Sudan demos in support of women detainees
Thousands of Sudanese took to the streets again in Omdurman on Sunday in protest against the detention of hundreds of women demonstrators, in a march called for by the Sudanese Professionals Association and other signatories to the Declaration of Freedom and Change. In other parts of Khartoum state, demonstrations against the government of President Omar Al Bashir continued as well. Doctors and teachers organised sit-ins in various parts of Sudan.
Thousands of Sudanese took to the streets again in Omdurman on Sunday in protest against the detention of hundreds of women demonstrators, in a march called for by the Sudanese Professionals Association and other signatories to the Declaration of Freedom and Change. In other parts of Khartoum state, demonstrations against the government of President Omar Al Bashir continued as well. Doctors and teachers organised sit-ins in various parts of Sudan.
Despite the mass presence of security forces in central Omdurman, hundreds of protesters, among them many women, marched towards the Omdurman Women Prison, shouting: “Azza, your honour can never be trampled”.
“The security forces turned the centre of Omdurman into military barracks,” one of the demonstrators told Radio Dabanga. They responded to the demonstrations “with excessive violence”, using live ammunition, tear gas, batons and electric wires to disperse the protesters, causing many casualties.
When protesters took refuge in the emergency section of the nearby Bugaa Hospital, security agents and riot police chased them inside the building, using tear gas which led to the breathing problems among the patients and the medical staff.
Dozens of demonstrators were detained in in Omdurman, among them journalist Durra Gambo when she was covering the protest march to the women prison.
In Khartoum, agents of the National Intelligence and Security Service (NISS) detained prominent lawyer Yahya El Hussein from his office in the centre of the city, and Fathi Nouri, Dr Salah Awad and Abdallah Saleh from the office of El Baath newspaper, the mouthpiece of the opposition El Baath party. The newspaper’s print-run of Sunday was confiscated at the printing press.
Vigils
Large street protests were also witnessed in various districts in Khartoum state, in El Deim, Arkaweet, El Shajara, El Hamadab, El Abbasiya, Wad Nubawi, Beit El Mal, El Mulazimin, El Sawra, El Amara, and El Sheikh Hajo.
Several other Sudanese states also witnessed peaceful demonstrations “against the Khartoum regime”, in conjunction with the Omdurman march in support of the women detainees. In addition, doctors, pharmacists, and teachers held a number of vigils.
A number of teachers protested in front of the Kassala state Ministry of Education in eastern Sudan. In Wad Madani, capital of El Gezira in central Sudan, members of the state’s Pharmacists Committee took to the streets demanding “the overthrow of the regime”.

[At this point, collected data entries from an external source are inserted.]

use std::{
    collections::{BTreeMap, HashMap},
    sync::atomic::{AtomicI64, Ordering},
};

use async_trait::async_trait;
use tokio::sync::{Mutex, RwLock};

use crate::{
    error::AppError,
    models::{Sweet, SweetPayload, SweetSearch, User, check_amount},
    repository::Repository,
};

/// InMemoryRepository
///
/// A process-local `Repository`. The sweet map sits behind a read/write lock and every
/// item behind its own mutex:
/// - stock changes take the map's read lock, then the item's mutex, so purchases of
///   different sweets proceed in parallel while purchases of the same sweet serialize;
/// - create and delete take the write lock, so an item can't be removed while a stock
///   change on it is in flight.
#[derive(Default)]
pub struct InMemoryRepository {
    users: RwLock<HashMap<String, User>>,
    sweets: RwLock<BTreeMap<i64, Mutex<Sweet>>>,
    next_user_id: AtomicI64,
    next_sweet_id: AtomicI64,
}

impl InMemoryRepository {
    pub fn new() -> Self {
        Self::default()
    }

    /// Drops an account, as an out-of-band account deletion would.
    pub async fn remove_user(&self, email: &str) -> Option<User> {
        self.users.write().await.remove(email)
    }

    async fn adjust<F>(&self, id: i64, apply: F) -> Result<Sweet, AppError>
    where
        F: FnOnce(&mut Sweet) -> Result<(), AppError> + Send,
    {
        let sweets = self.sweets.read().await;
        let slot = sweets.get(&id).ok_or_else(|| AppError::sweet_not_found(id))?;
        let mut sweet = slot.lock().await;

        // Work on a copy so a rejected change leaves the stored row untouched.
        let mut next = sweet.clone();
        apply(&mut next)?;
        *sweet = next;
        Ok(sweet.clone())
    }
}

#[async_trait]
impl Repository for InMemoryRepository {
    async fn find_user_by_email(&self, email: &str) -> Result<Option<User>, AppError> {
        Ok(self.users.read().await.get(email).cloned())
    }

    async fn create_user(
        &self,
        email: &str,
        hashed_password: &str,
        is_admin: bool,
    ) -> Result<User, AppError> {
        let mut users = self.users.write().await;
        if users.contains_key(email) {
            return Err(AppError::Conflict("Email already registered".to_string()));
        }
        let user = User {
            id: self.next_user_id.fetch_add(1, Ordering::Relaxed) + 1,
            email: email.to_string(),
            hashed_password: hashed_password.to_string(),
            is_admin,
        };
        users.insert(email.to_string(), user.clone());
        Ok(user)
    }

    async fn list_sweets(&self) -> Result<Vec<Sweet>, AppError> {
        self.search_sweets(&SweetSearch::default()).await
    }

    async fn search_sweets(&self, filter: &SweetSearch) -> Result<Vec<Sweet>, AppError> {
        let sweets = self.sweets.read().await;
        let mut found = Vec::new();
        for slot in sweets.values() {
            let sweet = slot.lock().await;
            if filter.matches(&sweet) {
                found.push(sweet.clone());
            }
        }
        Ok(found)
    }

    async fn create_sweet(&self, payload: &SweetPayload) -> Result<Sweet, AppError> {
        let sweet = Sweet {
            id: self.next_sweet_id.fetch_add(1, Ordering::Relaxed) + 1,
            name: payload.name.clone(),
            category: payload.category.clone(),
            price: payload.price,
            quantity: payload.quantity,
        };
        self.sweets
            .write()
            .await
            .insert(sweet.id, Mutex::new(sweet.clone()));
        Ok(sweet)
    }

    async fn update_sweet(&self, id: i64, payload: &SweetPayload) -> Result<Sweet, AppError> {
        self.adjust(id, |sweet| {
            sweet.name = payload.name.clone();
            sweet.category = payload.category.clone();
            sweet.price = payload.price;
            sweet.quantity = payload.quantity;
            Ok(())
        })
        .await
    }

    async fn delete_sweet(&self, id: i64) -> Result<(), AppError> {
        self.sweets
            .write()
            .await
            .remove(&id)
            .map(|_| ())
            .ok_or_else(|| AppError::sweet_not_found(id))
    }

    async fn purchase_sweet(&self, id: i64, amount: i64) -> Result<Sweet, AppError> {
        check_amount(amount)?;
        self.adjust(id, |sweet| {
            if amount > sweet.quantity {
                return Err(AppError::InsufficientStock {
                    requested: amount,
                    available: sweet.quantity,
                });
            }
            sweet.quantity -= amount;
            Ok(())
        })
        .await
    }

    async fn restock_sweet(&self, id: i64, amount: i64) -> Result<Sweet, AppError> {
        check_amount(amount)?;
        self.adjust(id, |sweet| {
            sweet.quantity = sweet
                .quantity
                .checked_add(amount)
                .ok_or_else(|| AppError::Validation("value out of range".to_string()))?;
            Ok(())
        })
        .await
    }
}

#[cfg(test)]
mod tests {
    use super::*;

    fn payload(quantity: i64) -> SweetPayload {
        SweetPayload {
            name: "Ladoo".into(),
            category: "Indian".into(),
            price: 10.0,
            quantity,
        }
    }

    #[tokio::test]
    async fn ids_are_assigned_in_order() {
        let repo = InMemoryRepository::new();
        let a = repo.create_sweet(&payload(1)).await.unwrap();
        let b = repo.create_sweet(&payload(1)).await.unwrap();
        assert_eq!((a.id, b.id), (1, 2));
        let listed: Vec<i64> = repo.list_sweets().await.unwrap().iter().map(|s| s.id).collect();
        assert_eq!(listed, vec![1, 2]);
    }

    #[tokio::test]
    async fn restock_overflow_is_rejected_without_change() {
        let repo = InMemoryRepository::new();
        let sweet = repo.create_sweet(&payload(i64::MAX - 1)).await.unwrap();

        let err = repo.restock_sweet(sweet.id, 2).await.unwrap_err();
        assert!(matches!(err, AppError::Validation(_)));

        let after = repo.list_sweets().await.unwrap();
        assert_eq!(after[0].quantity, i64::MAX - 1);
    }

    #[tokio::test]
    async fn removed_user_no_longer_resolves() {
        let repo = InMemoryRepository::new();
        repo.create_user("a@b.c", "hash", false).await.unwrap();
        assert!(repo.remove_user("a@b.c").await.is_some());
        assert!(repo.find_user_by_email("a@b.c").await.unwrap().is_none());
    }
}
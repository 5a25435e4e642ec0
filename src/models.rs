use serde::{Deserialize, Serialize};
use sqlx::FromRow;
use ts_rs::TS;
use utoipa::{IntoParams, ToSchema};

use crate::error::AppError;

// --- Core Application Schemas (Mapped to Database) ---

/// User
///
/// A row of the `users` table. The password hash never leaves the process: it is skipped
/// on serialization and absent from every response type.
#[derive(Debug, Clone, Serialize, Deserialize, FromRow, Default, PartialEq)]
pub struct User {
    pub id: i64,
    // Unique, case-sensitive login identity.
    pub email: String,
    #[serde(skip_serializing)]
    pub hashed_password: String,
    pub is_admin: bool,
}

/// Sweet
///
/// A catalog item from the `sweets` table. `quantity` is the in-stock count and is never
/// negative.
#[derive(Debug, Clone, Serialize, Deserialize, TS, ToSchema, FromRow, Default, PartialEq)]
#[ts(export)]
pub struct Sweet {
    #[ts(type = "number")]
    pub id: i64,
    pub name: String,
    pub category: String,
    pub price: f64,
    #[ts(type = "number")]
    pub quantity: i64,
}

// --- Request Payloads (Input Schemas) ---

/// RegisterUserRequest
///
/// Input payload for `POST /api/auth/register`.
#[derive(Debug, Clone, Serialize, Deserialize, TS, ToSchema)]
#[ts(export)]
pub struct RegisterUserRequest {
    #[schema(example = "test@example.com")]
    pub email: String,
    pub password: String,
}

impl RegisterUserRequest {
    pub fn validate(&self) -> Result<(), AppError> {
        let email = self.email.trim();
        let mut parts = email.split('@');
        let well_formed = matches!(
            (parts.next(), parts.next(), parts.next()),
            (Some(local), Some(domain), None) if !local.is_empty() && !domain.is_empty()
        );
        if !well_formed || self.email.chars().any(char::is_whitespace) {
            return Err(AppError::Validation(
                "email must be a valid email address".to_string(),
            ));
        }
        if self.password.is_empty() {
            return Err(AppError::Validation("password must not be empty".to_string()));
        }
        Ok(())
    }
}

/// LoginForm
///
/// Form-encoded credentials for `POST /api/auth/login`. The identity travels in the
/// `username` field, as OAuth2 password-flow clients send it.
#[derive(Debug, Clone, Serialize, Deserialize, ToSchema)]
pub struct LoginForm {
    pub username: String,
    pub password: String,
}

/// SweetPayload
///
/// The full set of mutable Sweet fields, used for both create and full-replace update.
#[derive(Debug, Clone, Serialize, Deserialize, TS, ToSchema, Default)]
#[ts(export)]
pub struct SweetPayload {
    #[schema(example = "Ladoo")]
    pub name: String,
    #[schema(example = "Indian")]
    pub category: String,
    #[schema(example = 10.0)]
    pub price: f64,
    #[ts(type = "number")]
    #[schema(example = 5)]
    pub quantity: i64,
}

impl SweetPayload {
    pub fn validate(&self) -> Result<(), AppError> {
        if self.name.trim().is_empty() {
            return Err(AppError::Validation("name must not be empty".to_string()));
        }
        if self.category.trim().is_empty() {
            return Err(AppError::Validation("category must not be empty".to_string()));
        }
        if !self.price.is_finite() || self.price < 0.0 {
            return Err(AppError::Validation(
                "price must be a non-negative number".to_string(),
            ));
        }
        if self.quantity < 0 {
            return Err(AppError::Validation(
                "quantity must not be negative".to_string(),
            ));
        }
        Ok(())
    }
}

/// StockChangeRequest
///
/// Body of the purchase and restock endpoints.
#[derive(Debug, Clone, Serialize, Deserialize, TS, ToSchema)]
#[ts(export)]
pub struct StockChangeRequest {
    #[ts(type = "number")]
    #[schema(example = 3)]
    pub amount: i64,
}

/// Rejects zero and negative stock adjustments. Every quantity-changing store operation
/// calls this before touching a row.
pub fn check_amount(amount: i64) -> Result<(), AppError> {
    if amount < 1 {
        return Err(AppError::Validation(
            "amount must be a positive integer".to_string(),
        ));
    }
    Ok(())
}

/// SweetSearch
///
/// Query parameters for `GET /api/sweets/search`. All filters are optional and combined
/// with AND; absent filters impose no constraint.
#[derive(Debug, Clone, Default, Serialize, Deserialize, IntoParams, TS)]
#[into_params(parameter_in = Query)]
#[ts(export)]
pub struct SweetSearch {
    /// Case-insensitive substring of the name.
    pub name: Option<String>,
    /// Case-insensitive substring of the category.
    pub category: Option<String>,
    /// Inclusive lower price bound.
    pub min_price: Option<f64>,
    /// Inclusive upper price bound.
    pub max_price: Option<f64>,
}

impl SweetSearch {
    /// In-process evaluation of the filter, equivalent to the SQL the Postgres repository builds.
    pub fn matches(&self, sweet: &Sweet) -> bool {
        fn contains_ci(haystack: &str, needle: &Option<String>) -> bool {
            needle
                .as_ref()
                .is_none_or(|n| haystack.to_lowercase().contains(&n.to_lowercase()))
        }

        contains_ci(&sweet.name, &self.name)
            && contains_ci(&sweet.category, &self.category)
            && self.min_price.is_none_or(|min| sweet.price >= min)
            && self.max_price.is_none_or(|max| sweet.price <= max)
    }
}

// --- Response Schemas (Output) ---

/// UserOut
///
/// Public view of a registered account.
#[derive(Debug, Clone, Serialize, Deserialize, TS, ToSchema, PartialEq)]
#[ts(export)]
pub struct UserOut {
    #[ts(type = "number")]
    pub id: i64,
    pub email: String,
}

impl From<User> for UserOut {
    fn from(user: User) -> Self {
        Self {
            id: user.id,
            email: user.email,
        }
    }
}

/// UserProfile
///
/// The authenticated caller's identity (`GET /api/auth/me`).
#[derive(Debug, Clone, Serialize, Deserialize, TS, ToSchema)]
#[ts(export)]
pub struct UserProfile {
    #[ts(type = "number")]
    pub id: i64,
    pub email: String,
    pub is_admin: bool,
}

/// TokenResponse
///
/// Output of a successful login.
#[derive(Debug, Clone, Serialize, Deserialize, TS, ToSchema)]
#[ts(export)]
pub struct TokenResponse {
    pub access_token: String,
    /// Always `bearer`.
    pub token_type: String,
}

impl TokenResponse {
    pub fn bearer(access_token: String) -> Self {
        Self {
            access_token,
            token_type: "bearer".to_string(),
        }
    }
}
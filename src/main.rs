use std::path::PathBuf;

use anyhow::{Result, bail};
use clap::{Parser, Subcommand, ValueHint};

use flashmind::commands::{extract, quiz};
use flashmind::llm::{DEFAULT_MODEL, KeyStore, test_configured_api_key};
use flashmind::settings::{
    CARD_COUNT_RANGE, CardTypes, DEFAULT_CARD_COUNT, DEFAULT_LANGUAGE, Difficulty, Settings,
};

#[derive(Parser, Debug)]
#[command(
    name = "flashmind",
    version,
    about = "Generate flashcards from a document and quiz yourself in the terminal.",
    long_about = None,
    propagate_version = true,
    arg_required_else_help = true,
    disable_help_subcommand = true
)]
struct Cli {
    #[command(subcommand)]
    command: Command,
}

#[derive(Subcommand, Debug)]
enum Command {
    /// Generate a deck from a PDF or Markdown file and start a quiz
    Quiz {
        /// Document to study from (.pdf or .md)
        #[arg(value_name = "PATH", value_hint = ValueHint::FilePath)]
        path: PathBuf,
        /// Number of cards to generate
        #[arg(
            long,
            value_name = "N",
            default_value_t = DEFAULT_CARD_COUNT,
            value_parser = clap::value_parser!(u8).range(
                i64::from(*CARD_COUNT_RANGE.start())..=i64::from(*CARD_COUNT_RANGE.end())
            )
        )]
        count: u8,
        /// How hard the questions should be
        #[arg(long, value_enum, default_value_t = Difficulty::Intermediate)]
        difficulty: Difficulty,
        /// Language of the generated cards
        #[arg(long, value_name = "LANGUAGE", default_value = DEFAULT_LANGUAGE)]
        language: String,
        /// Leave out true/false cards
        #[arg(long, default_value_t = false)]
        no_true_false: bool,
        /// Leave out multiple choice cards
        #[arg(long, default_value_t = false)]
        no_multiple_choice: bool,
        /// Leave out open question cards
        #[arg(long, default_value_t = false)]
        no_basic: bool,
        /// OpenAI model used for generation
        #[arg(long, value_name = "MODEL", env = "FLASHMIND_MODEL", default_value = DEFAULT_MODEL)]
        model: String,
        /// Randomize the order of the generated cards
        #[arg(long, default_value_t = false)]
        shuffle: bool,
        /// Ask questions line by line instead of the full-screen session
        #[arg(long, default_value_t = false)]
        plain: bool,
    },
    /// Print the text extracted from a document
    Extract {
        #[arg(value_name = "PATH", value_hint = ValueHint::FilePath)]
        path: PathBuf,
    },
    /// Manage LLM helper settings
    Llm {
        /// Store a new API key in the local auth file
        #[arg(long, value_name = "KEY", conflicts_with = "clear")]
        set: Option<String>,
        /// Remove the stored API key from the local auth file
        #[arg(long, conflicts_with = "test")]
        clear: bool,
        /// Verify the configured API key by calling the OpenAI API
        #[arg(long, conflicts_with = "clear")]
        test: bool,
    },
}

#[tokio::main]
async fn main() {
    env_logger::Builder::from_env(env_logger::Env::default().default_filter_or("warn")).init();

    if let Err(err) = run_cli().await {
        eprintln!("{:?}", err);
        std::process::exit(1);
    }
}

async fn run_cli() -> Result<()> {
    let cli = Cli::parse();

    match cli.command {
        Command::Quiz {
            path,
            count,
            difficulty,
            language,
            no_true_false,
            no_multiple_choice,
            no_basic,
            model,
            shuffle,
            plain,
        } => {
            let settings = Settings {
                card_count: count,
                difficulty,
                language,
                card_types: CardTypes {
                    true_false: !no_true_false,
                    multiple_choice: !no_multiple_choice,
                    basic: !no_basic,
                },
            };
            let store = KeyStore::open_default()?;
            quiz::run(
                &store,
                quiz::QuizOptions {
                    path,
                    settings,
                    model,
                    shuffle,
                    plain,
                },
            )
            .await?;
        }
        Command::Extract { path } => extract::run(&path)?,
        Command::Llm { set, clear, test } => handle_llm_command(set, clear, test).await?,
    }

    Ok(())
}

async fn handle_llm_command(set: Option<String>, clear: bool, test: bool) -> Result<()> {
    let store = KeyStore::open_default()?;
    let mut action_taken = false;

    if let Some(key) = set {
        store.store(&key)?;
        println!("Stored OpenAI API key in {}.", store.path().display());
        action_taken = true;
    }

    if clear {
        if store.clear()? {
            println!("Removed the stored OpenAI API key.");
        } else {
            println!("No OpenAI API key found in the auth file.");
        }
        action_taken = true;
    }

    if test {
        let source = test_configured_api_key(&store).await?;
        println!("OpenAI API key from the {} is valid.", source.description());
        action_taken = true;
    }

    if !action_taken {
        bail!("No action provided. Use --set, --clear, or --test.");
    }
    Ok(())
}

#[cfg(test)]
mod tests {
    use super::*;
    use clap::CommandFactory;

    #[test]
    fn cli_definition_is_valid() {
        Cli::command().debug_assert();
    }

    #[test]
    fn quiz_flags_map_to_settings() {
        let cli = Cli::try_parse_from([
            "flashmind",
            "quiz",
            "notes.md",
            "--count",
            "12",
            "--difficulty",
            "advanced",
            "--no-basic",
        ])
        .unwrap();
        let Command::Quiz {
            count,
            difficulty,
            no_basic,
            no_true_false,
            ..
        } = cli.command
        else {
            panic!("expected quiz command");
        };
        assert_eq!(count, 12);
        assert_eq!(difficulty, Difficulty::Advanced);
        assert!(no_basic);
        assert!(!no_true_false);
    }

    #[test]
    fn card_count_outside_range_is_rejected() {
        assert!(Cli::try_parse_from(["flashmind", "quiz", "notes.md", "--count", "2"]).is_err());
        assert!(Cli::try_parse_from(["flashmind", "quiz", "notes.md", "--count", "21"]).is_err());
    }
}
use std::path::PathBuf;

use anyhow::{Result, anyhow};
use directories::ProjectDirs;

pub fn trim_line(line: &str) -> Option<&str> {
    let trimmed = line.trim();
    if trimmed.is_empty() {
        None
    } else {
        Some(trimmed)
    }
}

pub fn pluralize(word: &str, count: usize) -> String {
    if count == 1 {
        format!("{count} {word}")
    } else {
        format!("{count} {word}s")
    }
}

/// Drops ANSI escape sequences and control characters, e.g. from pasted keys.
pub fn strip_controls_and_escapes(input: &str) -> String {
    let mut out = String::with_capacity(input.len());
    let mut chars = input.chars().peekable();

    while let Some(c) = chars.next() {
        match c {
            '\x1b' => {
                while let Some(&next) = chars.peek() {
                    chars.next();
                    if next.is_ascii_alphabetic() {
                        break;
                    }
                }
            }
            c if c.is_control() => {}
            c => out.push(c),
        }
    }

    out.trim().to_string()
}

pub fn format_percent(value: f64) -> String {
    format!("{:.0}%", value.round())
}

pub fn get_data_dir() -> Result<PathBuf> {
    let proj_dirs = ProjectDirs::from("", "", "flashmind")
        .ok_or_else(|| anyhow!("Could not determine project directory"))?;

    let data_dir = proj_dirs.data_dir();
    std::fs::create_dir_all(data_dir)?;

    Ok(data_dir.to_path_buf())
}

#[cfg(test)]
mod tests {
    use super::*;

    #[test]
    fn strips_escape_sequences() {
        assert_eq!(strip_controls_and_escapes("\x1b[1msk-abc\x1b[0m\n"), "sk-abc");
        assert_eq!(strip_controls_and_escapes("  sk-\tdef "), "sk-def");
    }

    #[test]
    fn pluralizes_by_count() {
        assert_eq!(pluralize("card", 1), "1 card");
        assert_eq!(pluralize("card", 0), "0 cards");
        assert_eq!(pluralize("card", 12), "12 cards");
    }

    #[test]
    fn trims_blank_lines_to_none() {
        assert_eq!(trim_line("   "), None);
        assert_eq!(trim_line(" key "), Some("key"));
    }

    #[test]
    fn percent_is_rounded() {
        assert_eq!(format_percent(66.666), "67%");
        assert_eq!(format_percent(50.0), "50%");
        assert_eq!(format_percent(0.0), "0%");
    }
}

In El Obeid, capital of North Kordofan, dozens of interns, GPs and specialists working in El Obeid Teaching Hospital, carried out a vigil in the hospital campus, denouncing government policies.
Witnesses told this station that the doctors raised signs protesting the excessive violence used against peaceful demonstrators, and calling for freedom of expression, and a better work environment. Security forces cordoned off the hospital until the end of the vigil.
In Khartoum, medical staff of the Khartoum Teaching Hospital held a sit-in inside the hospital expressing their support of the nationwide revolt. Participants reported to Radio Dabanga that NISS officers detained medics Ashraf El Mutasim, Hadi Abdelrahim, Walid Fadlallah, El Tuhami Seif and Amin El Tayeb.